ArticlesMaking a Compost Pile at Home

Composting can take several forms and there are many different methods and techniques used by people to make the "ideal" compost. While almost all of the information for compost is valuable, trying to take it all in at once can be overwhelming.

We suggest that when trying out a compost pile for the first time you should keep a few basic ideas in mind and forget about the rest. This will result in producing pretty good compost with the least amount of stress and time.

If you find you enjoy the finer composting techniques and methods, then feel free to dig into the rest of the literature out there. For the rest of us, this will be all the information we need to produce great compost year after year.

Basic Steps of Composting at Home

At the most basic level, composting is simply creating an environment that is conducive for the breakdown of organic materials. For the home garden, this happens in the form of a compost pile.

Creating a compost pile is very easy. You simply want to pile up organic material containing carbon and nitrogen, keep it moist, and occasionally mix it up to let some oxygen in. After severals weeks to several months you will have finished compost.

Your Compost Bin

While you don't need a bin or structure to hold your compost pile it does help to keep it in place and looking tidier. The simplest compost bins consist of wooden palates staked into the ground.
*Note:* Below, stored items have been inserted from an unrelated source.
impl FontMetrics {
    /// Read `/Widths` of a simple font or `/W` of a Type0 descendant.
    pub fn from_font(doc: &Document, font: &PDFDict) -> Self {
        let mut metrics = Self::default();
        if font.get("Subtype").and_then(|s| s.as_name().ok()) == Some("Type0") {
            metrics.two_byte = true;
            metrics.default_width = 1000.0;
            let descendant = doc
                .resolve_key(font, "DescendantFonts")
                .and_then(|d| d.as_array().ok())
                .and_then(|d| d.first())
                .and_then(|d| doc.resolve(d).as_dict().ok());
            if let Some(cid_font) = descendant {
                if let Some(dw) = dict_num(cid_font, "DW") {
                    metrics.default_width = dw;
                }
                if let Some(w) = doc.resolve_key(cid_font, "W").and_then(|w| w.as_array().ok()) {
                    metrics.read_cid_widths(doc, w);
                }
            }
            return metrics;
        }

        let first = doc
            .resolve_key(font, "FirstChar")
            .and_then(|f| f.as_int().ok())
            .unwrap_or(0)
            .max(0) as u32;
        if let Some(widths) = doc.resolve_key(font, "Widths").and_then(|w| w.as_array().ok()) {
            for (i, w) in widths.iter().enumerate() {
                if let Ok(w) = doc.resolve(w).as_num() {
                    metrics.widths.insert(first + i as u32, w);
                }
            }
        }
        metrics
    }

    /// `[c [w1 w2 ...]]` and `[c_first c_last w]` runs.
    fn read_cid_widths(&mut self, doc: &Document, w: &[PDFObject]) {
        let mut i = 0;
        while i < w.len() {
            let Ok(start) = doc.resolve(&w[i]).as_int() else {
                break;
            };
            let start = start.max(0) as u32;
            match w.get(i + 1).map(|o| doc.resolve(o)) {
                Some(PDFObject::Array(run)) => {
                    for (k, width) in run.iter().enumerate() {
                        if let Ok(width) = doc.resolve(width).as_num() {
                            self.widths.insert(start + k as u32, width);
                        }
                    }
                    i += 2;
                }
                Some(end) => {
                    let end = end.as_int().unwrap_or(0).max(0) as u32;
                    let width = w.get(i + 2).and_then(|o| doc.resolve(o).as_num().ok());
                    if let Some(width) = width {
                        for code in start..=end.min(start.saturating_add(0xFFFF)) {
                            self.widths.insert(code, width);
                        }
                    }
                    i += 3;
                }
                None => break,
            }
        }
    }

    pub fn width(&self, code: u32) -> f64 {
        self.widths.get(&code).copied().unwrap_or(self.default_width)
    }

    /// Split a shown string into character codes.
    pub fn codes(&self, s: &[u8]) -> Vec<u32> {
        if self.two_byte {
            s.chunks(2)
                .map(|c| c.iter().fold(0u32, |acc, &b| (acc << 8) | u32::from(b)))
                .collect()
        } else {
            s.iter().map(|&b| u32::from(b)).collect()
        }
    }
}

/// Text state, reset at each `BT`.
#[derive(Debug, Clone)]
pub struct TextState {
    /// Font resource name from `Tf`.
    pub fontname: Option<String>,
    pub font: Arc<FontMetrics>,
    pub fontsize: f64,
    pub charspace: f64,
    pub wordspace: f64,
    /// Horizontal scaling percentage (100 = normal)
    pub scaling: f64,
    pub leading: f64,
    /// Text rendering mode (0-7)
    pub render: i64,
    pub rise: f64,
    /// Text matrix (Tm)
    pub matrix: Matrix,
    /// Line matrix (start of the current line)
    pub linematrix: Matrix,
}

impl Default for TextState {
    fn default() -> Self {
        Self {
            fontname: None,
            font: Arc::default(),
            fontsize: 0.0,
            charspace: 0.0,
            wordspace: 0.0,
            scaling: 100.0,
            leading: 0.0,
            render: 0,
            rise: 0.0,
            matrix: MATRIX_IDENTITY,
            linematrix: MATRIX_IDENTITY,
        }
    }
}

impl TextState {
    /// Reset text and line matrices (`BT`).
    pub fn reset(&mut self) {
        self.matrix = MATRIX_IDENTITY;
        self.linematrix = MATRIX_IDENTITY;
    }
}

/// Graphics state saved and restored by `q`/`Q`.
#[derive(Debug, Clone)]
pub struct GraphicState {
    /// User space to device pixels.
    pub ctm: Matrix,
    pub linewidth: f64,
    pub linecap: i64,
    pub linejoin: i64,
    pub miterlimit: f64,
    pub dash: (Vec<f64>, f64),
    pub stroke_color: Color,
    pub stroke_space: ColorSpace,
    pub fill_color: Color,
    pub fill_space: ColorSpace,
    /// Constant alpha for stroking (`CA`)
    pub stroke_alpha: f64,
    /// Constant alpha for filling (`ca`)
    pub fill_alpha: f64,
    /// Rectangular clip in device pixels.
    pub clip: DeviceRect,
    pub text: TextState,
}

impl GraphicState {
    pub fn new(ctm: Matrix, clip: DeviceRect) -> Self {
        Self {
            ctm,
            linewidth: 1.0,
            linecap: 0,
            linejoin: 0,
            miterlimit: 10.0,
            dash: (Vec::new(), 0.0),
            stroke_color: Color::default(),
            stroke_space: ColorSpace::DeviceGray,
            fill_color: Color::default(),
            fill_space: ColorSpace::DeviceGray,
            stroke_alpha: 1.0,
            fill_alpha: 1.0,
            clip,
            text: TextState::default(),
        }
    }
}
You can also purchase pre-made compost bins, though they don't seem very cost effective. Compost tumblers can be very effective and make composting more efficient.
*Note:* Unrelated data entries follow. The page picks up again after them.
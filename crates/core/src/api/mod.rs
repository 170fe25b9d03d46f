//! File level API.
//!
//! [`ops`] holds the blocking operations, [`async_ops`] their async
//! counterparts, and [`output`] the scratch directory naming and publishing.
//!
//! ```no_run
//! use bluepdf_core::api::split_pdf;
//! use std::path::Path;
//!
//! let part = split_pdf(Path::new("in.pdf"), 2, 4, Path::new("/tmp/scratch"))?;
//! println!("{}", part.display());
//! # Ok::<(), bluepdf_core::PdfError>(())
//! ```

pub mod async_ops;
pub mod ops;
pub mod output;

pub use async_ops::{
    decrypt_pdf_async, encrypt_pdf_async, image_to_pdf_async, merge_pdf_async, pdf_info_async,
    pdf_to_images_async, reorder_pdf_async, rotate_pdf_async, split_pdf_async,
};
pub use ops::{
    PageFailure, PageImages, decrypt_pdf, encrypt_pdf, image_to_pdf, merge_pdf, pdf_info,
    pdf_to_images, reorder_pdf, rotate_pdf, split_pdf,
};
pub use output::{OutputFile, unique_name};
Your compost bin should be around 3' x 3' x 3'. This allows a big enough pile to heat up properly but is still small enough that you will be easily able to turn it. You'll want to put your compost bin or compost pile in a partially sunny location that is level and drains well.

Your Compost Pile Mix

When making your compost pile you will want to have materials containing both carbon and nitrogen. The carbon provides food for the bacteria and the nitrogen provides energy and heat in the compost pile.

You want to aim for a ratio of about 4-8 parts carbon per 1 part of nitrogen. As long as the ratio is close your compost pile should be fine, so don't stress about it too much. When adding your compost materials, try to layer the carbon and nitrogen materials, and spray the compost pile after every level to keep it moist.

What Goes into Your Compost Pile

Sources of Carbon for Your Compost Pile
Cardboard
Hay and Straw
Dead Prunings
Corn Stalks
Shredded Newspaper
Pine Needles
Shredded Paper
Sawdust and wood chips
Leaves
Dryer Lint
Old Potting Mix
Sources of Nitrogen for the Compost Pile
Seaweed
Algae
Manures
Coffee Grounds
Vegetable Scraps
Lawn Clippings
Hair
Weeds
Cottonseed Meal
Alfalfa Meal
Blood Meal

What Does Not Go Into the Compost Pile

Meat
Bones
Fat
Oils
Dog or Human waste
Ashes (some can be added but they affect the pH of the compost)

Maintenance of Your Compost Pile

Your compost pile will do most of the work itself. The only real maintenance you have to do is to mix up the pile occasionally. This helps to let oxygen into the pile which speeds up the composting process. When mixing the pile, you should also spray it with water to keep it damp.

You can turn your compost pile as often as you'd like but remember that the more you turn it (up to about once or twice a day) the faster it will finish composting. Turning your compost pile every few days should be sufficient to keep it composting at a nice rate.

When the Compost Pile is Done

You'll be able to tell when the compost pile is done when the compost resembles rich dirt and you can no longer recognize the individual materials that you initially put in. The compost pile will normally be about half the volume of the initial pile. This can take anywhere from a few weeks to several months depending on the materials, the weather, and how often you turn it.

You can now use the compost for fertilization, mulching, or any other normal use of compost.

Composting Tips

One great way to speed up the composting process is to shred the materials before you put them in. A newspaper might take 2 weeks to compost but if you shred it first it might just take a few days.

Keep your compost pile damp but not wet. This helps create the ideal environment for composting.

If your compost pile starts to smell, be sure to turn it more regularly. The aeration process will help foster the growth of good bacteria which will force out the stinky bacteria. You can also add some more of the carbon rich materials to your compost pile.

Use some of your compost to make your own compost tea.